Insgesamt gehe der Branchentrend weiter in Richtung Standardisierung von Produkten. Für mehr als 80 Prozent der Anwender seien Normen und das Gesamtgewicht von großer Bedeutung. „Unsere Standards sind Gold wert“, so Scherer weiter. „Überall auf der Welt sind die europäischen und darunter besonders auch die deutschen Standards in der Feuerwehr- und Rettungstechnik hochgeschätzt – sowohl bei Fahrzeugen als auch in der Ausrüstung.“

Elektroantriebe sind im Kommen 

Als „interessanten, neuen Baustein im Mobilitätskonzept der Feuerwehrtechnik“ bezeichnet Scherer die wachsende Zahl elektrischer Antriebslösungen. „Vor allem kleinere Fahrzeuge unter einem Gewicht von 3,5 Tonnen sind bereits verfügbar und nachgefragt“, sagt Scherer. „Hinderungsgründe bestehen aktuell darin, dass vor allem die Infrastruktur noch nicht ausgereift ist.“ Auch auf der INTERSCHUTZ werden die Fahrzeugbauer Elektromobilität als eines ihrer Themen auf die Agenda setzen.

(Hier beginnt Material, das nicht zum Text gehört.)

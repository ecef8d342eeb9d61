//! Dynamic environment handlers.
//!
//! A handler mutates the dynamic state of a road network (its phase
//! rings) each time its owner calls [`DynamicEnvironmentHandler::update`].
//! Strategies are selected by [`DynamicEnvironmentHandlerType`].

use std::fmt;
use std::str::FromStr;

use crate::config::suggest;
use crate::error::PhaseError;
use crate::network::RoadNetwork;

use super::fixed::FixedPhaseIterationHandler;
use super::timer::Timer;

/// Periodically updates the dynamic state of a road network.
pub trait DynamicEnvironmentHandler: Send {
    /// Advances the dynamic state if the strategy says it is time to.
    ///
    /// May be called at any cadence; calling it more often than needed
    /// never produces extra transitions.
    ///
    /// # Errors
    ///
    /// Returns an error when the road network's phase state is
    /// inconsistent with its phase ring book.
    fn update(&mut self) -> Result<(), PhaseError>;
}

/// Available handler strategies.
#[derive(Debug, Clone, Copy, PartialEq, Eq, Default, clap::ValueEnum)]
pub enum DynamicEnvironmentHandlerType {
    /// Advances every phase ring one step each time a fixed duration
    /// elapses.
    #[default]
    #[value(name = "fixed-phase-iteration")]
    FixedPhaseIteration,
}

impl DynamicEnvironmentHandlerType {
    /// Every strategy, for lookup and suggestions.
    pub const ALL: [Self; 1] = [Self::FixedPhaseIteration];

    /// Returns the strategy identifier.
    #[must_use]
    pub const fn as_str(self) -> &'static str {
        match self {
            Self::FixedPhaseIteration => "fixed-phase-iteration",
        }
    }
}

impl fmt::Display for DynamicEnvironmentHandlerType {
    fn fmt(&self, f: &mut fmt::Formatter<'_>) -> fmt::Result {
        f.write_str(self.as_str())
    }
}

impl FromStr for DynamicEnvironmentHandlerType {
    type Err = PhaseError;

    fn from_str(s: &str) -> Result<Self, Self::Err> {
        Self::ALL
            .into_iter()
            .find(|kind| kind.as_str() == s)
            .ok_or_else(|| {
                let hint = suggest(s, Self::ALL.iter().map(|k| k.as_str()))
                    .map_or_else(String::new, |h| format!("; did you mean '{h}'?"));
                PhaseError::InvalidArgument(format!("unknown handler type '{s}'{hint}"))
            })
    }
}

/// Creates a handler of the given strategy.
///
/// The handler borrows `timer` and `network` for its whole lifetime.
///
/// # Errors
///
/// Returns [`PhaseError::InvalidArgument`] if `phase_duration` is not a
/// positive finite number of seconds.
pub fn create_dynamic_environment_handler<'a>(
    kind: DynamicEnvironmentHandlerType,
    timer: &'a dyn Timer,
    network: &'a RoadNetwork,
    phase_duration: f64,
) -> Result<Box<dyn DynamicEnvironmentHandler + 'a>, PhaseError> {
    tracing::debug!(handler = %kind, phase_duration, "creating dynamic environment handler");
    match kind {
        DynamicEnvironmentHandlerType::FixedPhaseIteration => Ok(Box::new(
            FixedPhaseIterationHandler::new(timer, network, phase_duration)?,
        )),
    }
}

Fast jeder zweite INTERSCHUTZ-Besucher entscheidet mit 

Die INTERSCHUTZ ist als Weltleitmesse für Feuerwehr, Rettungswesen, Bevölkerungsschutz und Sicherheit ganz klar eine Business-Messe. Sie ist das Branchenereignis Nummer eins und damit fester Termin im Kalender von Entscheidern und Einkäufern. Unternehmen der Feuerwehr- und Rettungstechnik nutzen die INTERSCHUTZ, um Innovationen oder technische Weiterentwicklungen erstmals auf dem Markt vorzustellen. Besucher der INTERSCHUTZ sind deshalb Kaufentscheider aus der Verwaltung, Bürgermeister, Kämmerer, Branddirektoren, Kreisbrandmeister und Kreisbrandräte. Hinzu kommen Kaufentscheider aus Feuerwehren – sowohl von Seiten der Berufsfeuerwehren als auch aus Werkfeuerwehren und Freiwilligen Feuerwehren. Außerdem gehören zur Besucherschaft die internationalen Kaufentscheider mit privatwirtschaftlichem, städtischem und staatlichem Hintergrund. 

Die Besucherbefragung der INTERSCHUTZ 2015 hat ergeben, dass 43 Prozent der insgesamt mehr als 150.000 Besucher an den Entscheidungen ihrer Unternehmen oder Organisationen beteiligt sind. Mehr als 32.000 Besucher haben auf der INTERSCHUTZ 2015 konkrete Vorbereitungen für Investitions- und Einkaufsentscheidungen getroffen, mehr als 8.000 Besucher haben sogar direkt vor Ort Aufträge vergeben. Die nächste INTERSCHUTZ wird vom 15. bis 20. Juni 2020 in Hannover veranstaltet. Der VDMA ist neben dem Deutschen Feuerwehrverband (DFV) sowie der Vereinigung zur Förderung des Deutschen Brandschutzes (vfdb) ideeller Partner der INTERSCHUTZ.